The author introduces readers to Aristotle's work in the field of biology and shows where it accords with modern understanding and where it is wildly off-base. Although best known as a philosopher, Leroi explains that the major body of Aristotle’s work (much of which has been lost) dealt with natural science. In his search for the causes of change, the philosopher embarked on an ambitious project. “By the time he was done,” writes the author, “matter, form, purpose and change were no longer the playthings of speculative philosophy but a research programme.” Aristotle based his groundbreaking efforts to discover the workings of nature on a wide variety of sources, including his own observations.
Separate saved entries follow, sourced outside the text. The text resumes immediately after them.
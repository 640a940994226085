//! Bar layout: every token becomes a colored bar whose width is its duration
//! times a fixed pixel scale.
//!
//! Two renderings exist. The full view labels each bar and uses 144 px per
//! second; the compact view is unlabeled at 48 px per second and is what
//! gets exported. Widths are floored to whole pixels, and x offsets
//! accumulate left to right within a row.

#[cfg(feature = "serde")]
use serde::{Deserialize, Serialize};

use crate::color::Rgb;
use crate::sequencing::notation::{Composition, NoteToken};

/// Bar height in pixels.
pub const ROW_HEIGHT: u32 = 48;
/// Vertical distance between row tops (bar height plus margin).
pub const ROW_PITCH: u32 = 60;
pub const DEFAULT_PADDING: u32 = 20;

#[cfg_attr(feature = "serde", derive(Serialize, Deserialize))]
#[derive(Debug, Clone, Copy, PartialEq, Eq)]
pub enum BarScale {
    Full,
    Compact,
}

impl BarScale {
    pub fn pixels_per_second(self) -> f64 {
        match self {
            BarScale::Full => 144.0,
            BarScale::Compact => 48.0,
        }
    }

    pub fn width_of(self, seconds: f64) -> u32 {
        (seconds * self.pixels_per_second()).floor().max(0.0) as u32
    }
}

#[cfg_attr(feature = "serde", derive(Serialize, Deserialize))]
#[cfg_attr(feature = "serde", serde(default))]
#[derive(Debug, Clone, Copy, PartialEq, Eq)]
pub struct LayoutConfig {
    pub padding: u32,
}

impl Default for LayoutConfig {
    fn default() -> Self {
        Self {
            padding: DEFAULT_PADDING,
        }
    }
}

impl LayoutConfig {
    pub fn with_padding(mut self, padding: u32) -> Self {
        self.padding = padding;
        self
    }
}

#[derive(Debug, Clone, PartialEq)]
pub struct Bar {
    /// Note name as written in the notation.
    pub note: String,
    /// Catalog color; white when the name is unmapped.
    pub color: Rgb,
    /// Offset from the start of the row, padding excluded.
    pub x: u32,
    pub width: u32,
    /// `Name(duration)` text shown on full-scale bars.
    pub label: String,
}

#[derive(Debug, Clone, PartialEq, Default)]
pub struct BarRow {
    pub bars: Vec<Bar>,
}

impl BarRow {
    pub fn width(&self) -> u32 {
        self.bars.iter().map(|b| b.width).sum()
    }
}

#[derive(Debug, Clone, PartialEq)]
pub struct BarLayout {
    pub scale: BarScale,
    pub padding: u32,
    pub rows: Vec<BarRow>,
}

impl BarLayout {
    pub fn new(composition: &Composition, scale: BarScale, config: &LayoutConfig) -> Self {
        let rows = composition
            .lines
            .iter()
            .map(|line| layout_row(line, scale))
            .collect();

        Self {
            scale,
            padding: config.padding,
            rows,
        }
    }

    pub fn full(composition: &Composition, config: &LayoutConfig) -> Self {
        Self::new(composition, BarScale::Full, config)
    }

    pub fn compact(composition: &Composition, config: &LayoutConfig) -> Self {
        Self::new(composition, BarScale::Compact, config)
    }

    /// Widest row, padding excluded.
    pub fn content_width(&self) -> u32 {
        self.rows.iter().map(BarRow::width).max().unwrap_or(0)
    }

    pub fn total_width(&self) -> u32 {
        self.content_width() + 2 * self.padding
    }

    pub fn total_height(&self) -> u32 {
        self.rows.len() as u32 * ROW_PITCH + 2 * self.padding
    }

    /// Top edge of a row in the padded canvas.
    pub fn row_y(&self, row: usize) -> u32 {
        row as u32 * ROW_PITCH + self.padding
    }
}

fn layout_row(line: &[NoteToken], scale: BarScale) -> BarRow {
    let mut x = 0;
    let bars = line
        .iter()
        .map(|token| {
            let width = scale.width_of(token.duration_seconds);
            let bar = Bar {
                note: token.name.clone(),
                color: token.note().map_or(Rgb::WHITE, |n| n.color()),
                x,
                width,
                label: format!("{}({})", token.name, token.duration_seconds),
            };
            x += width;
            bar
        })
        .collect();

    BarRow { bars }
}
//! Audio output and the interactive player

use std::sync::{Arc, Mutex};

use color_eyre::eyre::{eyre, Result as EyreResult, WrapErr};
use cpal::traits::{DeviceTrait, HostTrait, StreamTrait};
use rtrb::{Consumer, Producer, RingBuffer};
use tracing::error;

use huetone::engine::{lock, AudioBackend, AudioContext, AudioEngine, SharedTimeline};
use huetone::error::EngineError;
use huetone::layout::BarLayout;
use huetone::sequencing::Composition;
use huetone::{Config, Sequence, MAX_BLOCK_SIZE};

use super::ui::UiApp;

/// Samples kept for the oscilloscope
const SCOPE_QUEUE_SIZE: usize = 8192;

/// Opens the default cpal output device. Every stream it builds renders the
/// shared timeline and copies the mono mix to all channels.
pub struct CpalBackend {
    // Shared by every stream this backend opens, so the scope survives a
    // stop/play cycle.
    scope_tx: Arc<Mutex<Producer<f32>>>,
}

impl CpalBackend {
    pub fn new() -> (Self, Consumer<f32>) {
        let (tx, rx) = RingBuffer::new(SCOPE_QUEUE_SIZE);
        (
            Self {
                scope_tx: Arc::new(Mutex::new(tx)),
            },
            rx,
        )
    }
}

impl AudioBackend for CpalBackend {
    fn open(&mut self, timeline: SharedTimeline) -> Result<Box<dyn AudioContext>, EngineError> {
        let host = cpal::default_host();
        let device = host
            .default_output_device()
            .ok_or_else(|| EngineError::Context("no default output device available".into()))?;
        let config = device
            .default_output_config()
            .map_err(|err| EngineError::Context(format!("failed to fetch output config: {err}")))?;

        let sample_rate = config.sample_rate().0 as f32;
        let channels = config.channels() as usize;
        lock(&timeline).reset_clock(sample_rate);

        let scope_tx = Arc::clone(&self.scope_tx);
        let mut render_buf = vec![0.0f32; MAX_BLOCK_SIZE];

        let stream = device
            .build_output_stream(
                &config.into(),
                move |data: &mut [f32], _| {
                    let total_frames = data.len() / channels;
                    let mut frames_written = 0;
                    let mut timeline = lock(&timeline);
                    let mut scope = scope_tx.try_lock().ok();

                    while frames_written < total_frames {
                        let frames_to_render = (total_frames - frames_written).min(MAX_BLOCK_SIZE);
                        let block = &mut render_buf[..frames_to_render];
                        timeline.render(block);

                        // Copy to output (mono to all channels)
                        let out_off = frames_written * channels;
                        for (i, &s) in block.iter().enumerate() {
                            for ch in 0..channels {
                                data[out_off + i * channels + ch] = s;
                            }
                        }
                        if let Some(tx) = scope.as_mut() {
                            for &s in block.iter() {
                                let _ = tx.push(s);
                            }
                        }

                        frames_written += frames_to_render;
                    }
                },
                |err| error!("audio stream error: {err}"),
                None,
            )
            .map_err(|err| EngineError::Context(format!("failed to build output stream: {err}")))?;

        Ok(Box::new(CpalContext {
            stream,
            sample_rate,
            running: false,
        }))
    }
}

struct CpalContext {
    stream: cpal::Stream,
    sample_rate: f32,
    running: bool,
}

impl AudioContext for CpalContext {
    fn sample_rate(&self) -> f32 {
        self.sample_rate
    }

    fn resume(&mut self) -> Result<(), EngineError> {
        self.stream
            .play()
            .map_err(|err| EngineError::Resume(err.to_string()))?;
        self.running = true;
        Ok(())
    }

    fn close(&mut self) {
        let _ = self.stream.pause();
        self.running = false;
    }

    fn is_running(&self) -> bool {
        self.running
    }
}

/// A composition ready to play, with the engine and views around it.
pub struct Player {
    composition: Composition,
    sequence: Sequence,
    config: Config,
}

impl Player {
    pub fn new(composition: Composition, config: Config) -> EyreResult<Self> {
        let sequence = Sequence::from_composition(&composition);
        if sequence.is_empty() {
            return Err(eyre!("nothing to play"));
        }
        Ok(Self {
            composition,
            sequence,
            config,
        })
    }

    /// Take over the terminal and start playing.
    pub fn run(self) -> EyreResult<()> {
        let (backend, scope_rx) = CpalBackend::new();
        let mut engine = AudioEngine::new(backend, self.config.engine.clone());
        let events_rx = engine.subscribe();
        let layout = BarLayout::full(&self.composition, &self.config.layout);

        engine
            .play_sequence(&self.sequence)
            .wrap_err("failed to start playback")?;

        let mut terminal = ratatui::init();
        let result = UiApp::new(engine, self.sequence, layout, events_rx, scope_rx).run(&mut terminal);
        ratatui::restore();
        result
    }
}
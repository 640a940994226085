//! Benchmarks for partitioned convolution with the synthetic impulse.

use std::hint::black_box;
use std::sync::Arc;

use criterion::{BenchmarkId, Criterion};
use huetone::dsp::convolution::{decaying_noise_impulse, Convolver, ImpulseSpectrum};
use rand::rngs::StdRng;
use rand::SeedableRng;

use crate::BLOCK_SIZES;

pub fn bench_convolution(c: &mut Criterion) {
    let mut group = c.benchmark_group("dsp/convolution");
    let sample_rate = 48_000.0;
    let mut rng = StdRng::seed_from_u64(42);

    // Building the spectrum happens once per instrument
    let impulse = decaying_noise_impulse(&mut rng, sample_rate, 2.0);
    group.bench_function("spectrum_2s", |b| {
        b.iter(|| ImpulseSpectrum::new(black_box(&impulse)))
    });

    let spectrum = Arc::new(ImpulseSpectrum::new(&impulse));
    for &size in BLOCK_SIZES {
        let input: Vec<f32> = (0..size).map(|i| ((i * 7) % 13) as f32 / 13.0 - 0.5).collect();
        let mut convolver = Convolver::from_spectrum(Arc::clone(&spectrum));
        let mut buffer = input.clone();

        group.bench_with_input(BenchmarkId::new("reverb_2s", size), &size, |b, _| {
            b.iter(|| {
                buffer.copy_from_slice(&input);
                convolver.process(black_box(&mut buffer));
            })
        });
    }

    group.finish();
}
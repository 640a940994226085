//! Benchmarks for oscillator waveform generation.

use std::hint::black_box;

use criterion::{BenchmarkId, Criterion};
use huetone::dsp::oscillator::{OscillatorBlock, Waveform};
use huetone::graph::node::RenderCtx;

use crate::BLOCK_SIZES;

pub fn bench_oscillator(c: &mut Criterion) {
    let mut group = c.benchmark_group("dsp/oscillator");
    let ctx = RenderCtx::from_freq(48_000.0, 440.0, 1.0);

    for &size in BLOCK_SIZES {
        let mut buffer = vec![0.0f32; size];

        for waveform in [Waveform::Sine, Waveform::Square, Waveform::Sawtooth, Waveform::Triangle] {
            let mut osc = OscillatorBlock::new(waveform);
            group.bench_with_input(BenchmarkId::new(waveform.to_string(), size), &size, |b, _| {
                b.iter(|| {
                    osc.render(black_box(&mut buffer), black_box(&ctx));
                })
            });
        }
    }

    group.finish();
}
In addition to humans, a whole host of animals came under his purview and led him to classify different species, thus anticipating Carl Linnaeus in the 17th century. Leroi shows how Aristotle pondered the common features of all living creatures, as well as their divergence, and attempted to account for their functional differences. According to the author, Aristotle’s line of thinking led him to attempt to understand the operation of “five interlocked biological systems”—the nutritional system, thermo-regulation, perception and cognition, and inheritance—and indirectly influenced Darwin's discovery of the theory of natural selection. He dismisses critics who fault Aristotle for being unscientific because he did not conduct experiments using controls. Many of his assumptions proved to be wrong, but this is to be expected in a new field. Leroi compares Aristotle's effort to assemble a huge volume of data to the practices of current scientists in the “age of Big Data.”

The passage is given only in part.